Currently, standard breast radiotherapy requires treatment to the entire breast followed by an additional boost treatment to the tumour bed region in woman at higher risk of recurrence.
The use of breast radiotherapy after local breast cancer surgery for invasive breast cancer is now mandatory and has been shown to reduce the chance of local recurrence by around 60%.
If a patient requires a radiotherapy boost to the tumour-bed, it is important for the radiotherapist to be able to tell where the tumour was located prior to breast cancer surgery and for many years this has been carried out clinically using a combination of information including the pre-operative mammogram, the Breast Surgeon’s operation note, clinical palpation of the surgical scar, and the patient’s recollection of the site of the mass.
In the past, the position of the scar has been relied on heavily to assist with locating the tumour bed as it usually was placed directly over the tumour bed. However, breast surgery has developed and oncoplastic techniques have been introduced, with the scar frequently being placed some distance from the site of the tumour in order to achieve a better cosmetic result.

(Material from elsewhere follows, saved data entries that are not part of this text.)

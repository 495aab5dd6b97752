use std::collections::HashMap;
use std::fmt;
use std::sync::Arc;

use serde::de::DeserializeOwned;
use serde::{Deserialize, Serialize};

use super::parse_spec;
use crate::error::{Error, Result};
use crate::model::SpecMap;

#[derive(Debug, Clone, Copy, PartialEq, Eq, Hash, Serialize, Deserialize)]
#[serde(rename_all = "lowercase")]
pub enum EntityName {
    Function,
    Task,
    Run,
}

impl fmt::Display for EntityName {
    fn fmt(&self, f: &mut fmt::Formatter<'_>) -> fmt::Result {
        let name = match self {
            EntityName::Function => "function",
            EntityName::Task => "task",
            EntityName::Run => "run",
        };
        f.write_str(name)
    }
}

pub type SpecValidator = Arc<dyn Fn(&SpecMap) -> Result<()> + Send + Sync>;

/// Validators keyed by `(runtime, kind, entity)`.
#[derive(Clone, Default)]
pub struct SpecRegistry {
    specs: HashMap<(String, String, EntityName), SpecValidator>,
}

impl SpecRegistry {
    pub fn new() -> Self {
        Self::default()
    }

    pub fn register(
        &mut self,
        runtime: &str,
        kind: &str,
        entity: EntityName,
        validator: SpecValidator,
    ) {
        self.specs
            .insert((runtime.to_string(), kind.to_string(), entity), validator);
    }

    /// Register a spec type; a document is valid when it deserializes into `T`.
    pub fn register_type<T>(&mut self, runtime: &str, kind: &str, entity: EntityName)
    where
        T: DeserializeOwned + 'static,
    {
        let what = format!("{kind} {entity} spec");
        self.register(
            runtime,
            kind,
            entity,
            Arc::new(move |spec: &SpecMap| parse_spec::<T>(spec, &what).map(|_| ())),
        );
    }

    pub fn contains(&self, runtime: &str, kind: &str, entity: EntityName) -> bool {
        self.specs
            .contains_key(&(runtime.to_string(), kind.to_string(), entity))
    }

    pub fn validate(
        &self,
        runtime: &str,
        kind: &str,
        entity: EntityName,
        spec: &SpecMap,
    ) -> Result<()> {
        let validator = self
            .specs
            .get(&(runtime.to_string(), kind.to_string(), entity))
            .ok_or_else(|| Error::SpecNotFound {
                runtime: runtime.to_string(),
                kind: kind.to_string(),
                entity: entity.to_string(),
            })?;
        validator(spec)
    }
}

#[cfg(test)]
mod tests {
    use serde_json::json;

    use super::*;

    #[derive(Deserialize)]
    #[allow(dead_code)]
    struct ImageSpec {
        image: String,
    }

    #[test]
    fn unknown_triple_is_spec_not_found() {
        let registry = SpecRegistry::new();
        let err = registry
            .validate("container", "container+job", EntityName::Task, &SpecMap::new())
            .unwrap_err();
        assert!(matches!(err, Error::SpecNotFound { .. }));
        assert!(err.to_string().contains("entity=task"));
    }

    #[test]
    fn typed_validator_checks_shape() {
        let mut registry = SpecRegistry::new();
        registry.register_type::<ImageSpec>("container", "container", EntityName::Function);

        let good = json!({"image": "nginx"}).as_object().cloned().unwrap();
        let bad = json!({"image": 42}).as_object().cloned().unwrap();

        assert!(registry
            .validate("container", "container", EntityName::Function, &good)
            .is_ok());
        assert!(matches!(
            registry.validate("container", "container", EntityName::Function, &bad),
            Err(Error::InvalidSpec(_))
        ));
        assert!(!registry.contains("container", "container", EntityName::Run));
    }
}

A number of clinical trials are now underway to compare standard whole breast radiotherapy with partial breast radiotherapy, where the treatment is centered on the tumour bed for patients at lower risk of recurrence.
These trials aim to test the hypothesis that by limiting radiotherapy to the region containing the tumour bed, harm to the remainder of the breast tissue can be reduced while still keeping local recurrence rates low.
Breast surgeons can now insert small inert titanium metal clips around the perimeter of the tumour bed following breast cancer surgery. These are the same clips used to divide blood vessels during many types of surgery and they can be left indefinitely in the body without causing any harm.
The titanium clips can then be seen on imaging during the radiotherapy planning appointment so that the radiotherapy can be targeted to the area where the tumour has been removed.
The insertion of these marker clips has been endorsed by the Association of Breast Surgeons and should now be considered by all breast surgeons in the UK.